Painting Enlightenment—Healing Visions of the Heart Sutra

· Creative Expression, Reviews

The Buddhist Art of Iwasaki Tsuneo

By Paula Arai

Reviewed by Chikan Bacon

Painting Enlightenment is a book of intricate Buddhist art and a visionary journey through the Heart of The Perfection of Wisdom Sutra. The book itself is worthy of its content, exquisitely bound and jacketed with a heft that feels steady in the hand. Artist Iwasaki Tsuneo’s images are clear and expansive with enhanced details, while the scholar Paula Arai guides us along with descriptions and bits of poetry, weaving through each section while allowing Iwasaki’s paintings to speak for themselves.

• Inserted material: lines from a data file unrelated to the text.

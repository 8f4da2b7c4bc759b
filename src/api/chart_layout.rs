use std::sync::Arc;

use indexmap::IndexMap;
use tracing::{debug, trace, warn};

use crate::core::{AxisId, ChartBit, LEGEND_MASK, Orientation, Rect, Side};
use crate::dataset::{DIM_X, DIM_Y};
use crate::error::{ChartError, ChartResult};
use crate::extensions::{ChartRenderer, RenderContext};
use crate::render::Canvas;

use super::chart::{LockedDataSet, first_axis_of};
use super::{Chart, RenderTask};

/// Measure passes over the outer sides. The second pass measures horizontal
/// axes against the plot width left over by the vertical ones.
const LAYOUT_PASSES: usize = 2;

impl<C: Canvas> Chart<C> {
    /// Drains the render queue. Returns the number of tasks handled.
    pub fn process_render_tasks(&mut self) -> usize {
        let tasks: Vec<RenderTask> = self.render_queue.drain().collect();
        for task in &tasks {
            match task {
                RenderTask::SyncDataSetState => self.state.set_dirty(self.dataset_state.bits()),
                RenderTask::RequestLayout => self.request_layout(),
            }
        }
        tasks.len()
    }

    /// Processes pending tasks and, when a layout was requested or the bounds
    /// changed, runs one full layout cycle. Returns whether a cycle ran.
    pub fn pulse(&mut self, bounds: Rect) -> ChartResult<bool> {
        validate_bounds(bounds)?;
        self.process_render_tasks();
        if bounds != self.bounds {
            self.request_layout();
        }
        if !self.layout_requested.get() {
            return Ok(false);
        }
        self.pre_layout();
        if let Err(err) = self.layout(bounds) {
            self.finish_cycle();
            return Err(err);
        }
        self.post_layout()?;
        Ok(true)
    }

    /// Locks every distinct dataset for reading, rebuilds the legend when
    /// needed, updates axis ranges and runs the collaborators' pre-layout
    /// hooks.
    ///
    /// Locks are held until [`post_layout`](Self::post_layout). Calling this
    /// again before then does not lock twice.
    pub fn pre_layout(&mut self) {
        if self.locked.is_none() {
            let locked: Vec<LockedDataSet> = self
                .dataset_subscriptions
                .values()
                .map(|subscription| LockedDataSet {
                    guard: subscription.dataset.lock().read_owned(),
                    dataset: Arc::clone(&subscription.dataset),
                })
                .collect();
            trace!(count = locked.len(), "locked datasets for layout cycle");
            self.locked = Some(locked);
        }

        if self.state.is_dirty_bits(LEGEND_MASK) {
            let renderers: Vec<&dyn ChartRenderer> = self
                .renderers
                .iter()
                .map(|renderer| -> &dyn ChartRenderer { renderer.as_ref() })
                .collect();
            self.legend.update_legend(&self.datasets, &renderers);
        }

        self.update_axis_ranges();
        for renderer in &mut self.renderers {
            renderer.run_pre_layout();
        }
        for plugin in &mut self.plugins {
            plugin.run_pre_layout();
        }
        self.pre_layout_ran = true;
    }

    /// Sizes the docked axes and the plot area to `bounds` minus the insets.
    ///
    /// Plugins lay out their overlays only after a pre-layout in the same
    /// cycle, otherwise another layout is queued.
    pub fn layout(&mut self, bounds: Rect) -> ChartResult<()> {
        validate_bounds(bounds)?;
        self.bounds = bounds;
        let inner = bounds.inset(self.config.insets);

        let mut extents = IndexMap::new();
        let (mut top, mut bottom, mut left, mut right) = (0.0, 0.0, 0.0, 0.0);
        for _ in 0..LAYOUT_PASSES {
            let plot_width = (inner.width - left - right).max(0.0);
            top = self.measure_side(Side::Top, plot_width, &mut extents);
            bottom = self.measure_side(Side::Bottom, plot_width, &mut extents);
            let plot_height = (inner.height - top - bottom).max(0.0);
            left = self.measure_side(Side::Left, plot_height, &mut extents);
            right = self.measure_side(Side::Right, plot_height, &mut extents);
        }

        let plot_area = Rect::new(
            inner.x + left,
            inner.y + top,
            (inner.width - left - right).max(0.0),
            (inner.height - top - bottom).max(0.0),
        );
        self.plot_area = plot_area;
        self.place_axes(plot_area, &extents)?;
        self.canvas.resize(plot_area.width, plot_area.height)?;

        if self.pre_layout_ran {
            for plugin in &mut self.plugins {
                plugin.layout_children(plot_area);
            }
        } else {
            debug!("layout ran without pre-layout, queueing another layout");
            self.render_queue.handle().post(RenderTask::RequestLayout);
        }
        self.state.set_dirty(ChartBit::ChartCanvas.bit());
        Ok(())
    }

    /// Draws axes, renderers and overlays, then clears every state and
    /// releases the dataset locks taken in pre-layout. Locks are released
    /// even when drawing fails.
    pub fn post_layout(&mut self) -> ChartResult<()> {
        let drawn = self.draw_cycle();
        self.finish_cycle();
        drawn
    }

    fn update_axis_ranges(&mut self) {
        let locked = self.locked.as_deref().unwrap_or_default();
        for slot in self.axes.values_mut() {
            let Some(side) = slot.axis.side() else {
                continue;
            };
            let dim = match side.orientation() {
                Orientation::Horizontal => DIM_X,
                Orientation::Vertical => DIM_Y,
            };
            let mut extent: Option<(f64, f64)> = None;
            for entry in locked {
                let Some((low, high)) = entry.dataset.axis_range(dim) else {
                    continue;
                };
                if !low.is_finite() || !high.is_finite() {
                    warn!(
                        dataset = %entry.dataset.name(),
                        axis = %slot.axis.name(),
                        "skipping non-finite data extent"
                    );
                    continue;
                }
                extent = Some(extent.map_or((low, high), |(min, max)| {
                    (min.min(low), max.max(high))
                }));
            }
            slot.axis.set_auto_range_extent(extent);
            slot.axis.invalidate_range();
        }
    }

    /// Measures the axes on one outer side, recording each thickness.
    /// Returns the side's total thickness.
    fn measure_side(
        &mut self,
        side: Side,
        length: f64,
        extents: &mut IndexMap<AxisId, f64>,
    ) -> f64 {
        let fallback = self.config.default_axis_extent;
        let Some(ids) = self.axis_slots.get(&side) else {
            return 0.0;
        };
        let mut total = 0.0;
        for id in ids {
            let Some(slot) = self.axes.get_mut(id) else {
                continue;
            };
            let measured = if side.is_horizontal() {
                slot.axis.compute_pref_height(length)
            } else {
                slot.axis.compute_pref_width(length)
            };
            let extent = if measured.is_finite() && measured >= 0.0 {
                measured
            } else {
                warn!(axis = %slot.axis.name(), measured, "unusable axis extent, using default");
                fallback
            };
            extents.insert(*id, extent);
            total += extent;
        }
        total
    }

    /// Stacks outer axes outwards from the plot area and lays center axes
    /// over it. Axis canvases extend by the axis padding on both ends.
    fn place_axes(&mut self, plot: Rect, extents: &IndexMap<AxisId, f64>) -> ChartResult<()> {
        for (side, ids) in &self.axis_slots {
            let mut offset = 0.0;
            for id in ids {
                let Some(slot) = self.axes.get_mut(id) else {
                    continue;
                };
                let padding = slot.axis.config().axis_padding;
                let extent = extents.get(id).copied().unwrap_or(0.0);
                let padded_width = plot.width + 2.0 * padding;
                let padded_height = plot.height + 2.0 * padding;
                let (width, height, bounds) = match side {
                    Side::Top => (
                        plot.width,
                        extent,
                        Rect::new(plot.x - padding, plot.y - offset - extent, padded_width, extent),
                    ),
                    Side::Bottom => (
                        plot.width,
                        extent,
                        Rect::new(plot.x - padding, plot.bottom() + offset, padded_width, extent),
                    ),
                    Side::Left => (
                        extent,
                        plot.height,
                        Rect::new(plot.x - offset - extent, plot.y - padding, extent, padded_height),
                    ),
                    Side::Right => (
                        extent,
                        plot.height,
                        Rect::new(plot.right() + offset, plot.y - padding, extent, padded_height),
                    ),
                    Side::CenterHor => (
                        plot.width,
                        plot.height,
                        Rect::new(plot.x - padding, plot.y, padded_width, plot.height),
                    ),
                    Side::CenterVer => (
                        plot.width,
                        plot.height,
                        Rect::new(plot.x, plot.y - padding, plot.width, padded_height),
                    ),
                };
                offset += extent;
                slot.axis.set_layout_size(width, height);
                slot.canvas.resize(bounds.width, bounds.height)?;
                slot.bounds = bounds;
            }
        }
        Ok(())
    }

    fn draw_cycle(&mut self) -> ChartResult<()> {
        for slot in self.axes.values_mut() {
            slot.axis.draw_axis(&mut slot.canvas)?;
        }
        self.render_plot()?;
        for renderer in &mut self.renderers {
            renderer.run_post_layout();
        }
        for plugin in &mut self.plugins {
            plugin.run_post_layout();
        }
        Ok(())
    }

    /// Repaints the main canvas: renderers in registration order, then
    /// plugin overlays by z-order.
    fn render_plot(&mut self) -> ChartResult<()> {
        let (width, height) = self.canvas.size();
        self.canvas.clear_rect(0.0, 0.0, width, height)?;

        let x_axis = first_axis_of(&self.axes, Orientation::Horizontal).map(|(_, axis)| axis);
        let y_axis = first_axis_of(&self.axes, Orientation::Vertical).map(|(_, axis)| axis);
        for (index, renderer) in self.renderers.iter().enumerate() {
            let context = RenderContext {
                plot_area: self.plot_area,
                x_axis,
                y_axis,
                chart_datasets: if index == 0 { &self.datasets } else { &[] },
            };
            renderer.render(&mut self.canvas, &context)?;
        }

        let mut overlays: Vec<_> = self.overlay_layer.iter().collect();
        overlays.sort_by_key(|(_, group)| group.z_order);
        for (owner, _) in overlays {
            if let Some(plugin) = self.plugins.iter().find(|plugin| plugin.id() == owner) {
                plugin.render_overlay(&mut self.canvas)?;
            }
        }
        Ok(())
    }

    fn finish_cycle(&mut self) {
        for renderer in &self.renderers {
            renderer.bit_state().clear();
        }
        for plugin in &self.plugins {
            plugin.bit_state().clear();
        }
        self.dataset_state.clear();
        self.state.clear();
        for slot in self.axes.values() {
            slot.axis.clear_state();
        }
        if let Some(locked) = self.locked.take() {
            let count = locked.len();
            for entry in locked {
                entry.dataset.bit_state().clear();
                drop(entry.guard);
            }
            trace!(count, "released dataset locks");
        }
        self.pre_layout_ran = false;
        self.layout_requested.set(false);
    }
}

fn validate_bounds(bounds: Rect) -> ChartResult<()> {
    if bounds.is_valid() {
        Ok(())
    } else {
        Err(ChartError::InvalidViewport {
            width: bounds.width,
            height: bounds.height,
        })
    }
}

Paula Arai was on a Fulbright scholarship into healing rituals in Nagoya, Japan when she met Iwasaki at an exhibition of his work. It was an auspicious day for them both, and over the next few years they sealed a friendship and spiritual bond that would last through the end of his life.

Arai offers stories and reflections on over fifty of Iwasaki’s paintings. Divided into eight themes, her presentation loosely threads different aspects of Iwasaki’s healing vision of the Heart Sutra: Interbeing, Flowing, Nurturing, Forgiving, Offering, Awakening, Playing, and Flourishing. Arai’s choice of themes to introduce the various paintings highlights Iwasaki’s deep devotional intentions, while Iwasaki paints with a scientist’s precision reflecting the analytical spirit that Buddhism and science share.

Iwasaki Tsuneo (1917-2002) was a devout Buddhist, school teacher, research biologist, and a Japanese World War II veteran. At age fifty-five he began eight years of formal calligraphy training to develop the skills to practice the art of Buddhist “sutra copying.” He then began to copy the Heart Sutra more than two thousand times, all the while polishing the technique of “saimitsu” or tiny character writing.

At age seventy Iwasaki began to shape the tiny characters of the verses into pictures that expressed his growing vision and understanding of the sutra and its healing properties. These complex brushed characters measure about 4-5mm or 1/8 of an inch and thread their way through and become part of the image itself. The text goes into some detail about the materials and techniques of Iwasaki’s painting and calligraphy. As a lay person, I felt this gave me a better understanding of what I was looking at and a deep appreciation of the artist’s sublime mastery.

Some of these paintings are enormous. The largest, Big Bang: E = mc2 is 6 feet by 17 feet wide. These tiny, often golden characters of the Heart Sutra cast themselves into images such as a moment of cloud-to-ground lightening, drifting incense, colonies of marching ants, a glittering sparkler, or a hydrogen atom enclosed by rings upon rings of the scripture. The paintings are hypnotic and Iwasaki’s subjects brilliantly random.

One large work, Mandala of Evolution (6ftX6ft) is presented with cut-away close ups that remind me of ancient illuminated manuscripts. Iwasaki spent two years painting the details to include everything you could imagine from the beginning of life. Celestial bodies, atomic particles, dinosaurs, starfish, amoebas, amphibians, solar systems, cherry blossoms and on and on. I imagine one should see this work in person to fully appreciate its teachings.

Iwasaki was not well known in his lifetime. He created over three hundred paintings, gifted numerous works to benefactors including family, friends and a few institutions which now hold many. Immersion in this book brought to mind the oft written counsel from The Perfection of Wisdom in 8000 Lines: “One should listen to this perfection of wisdom, take it up, bear it in mind, recite it, study it, spread it among others, train in it, and exert oneself in it.” Paula Arai and Iwasaki have together presented this healing vision of the Heart Sutra and hopefully will introduce many to this luminous body of work.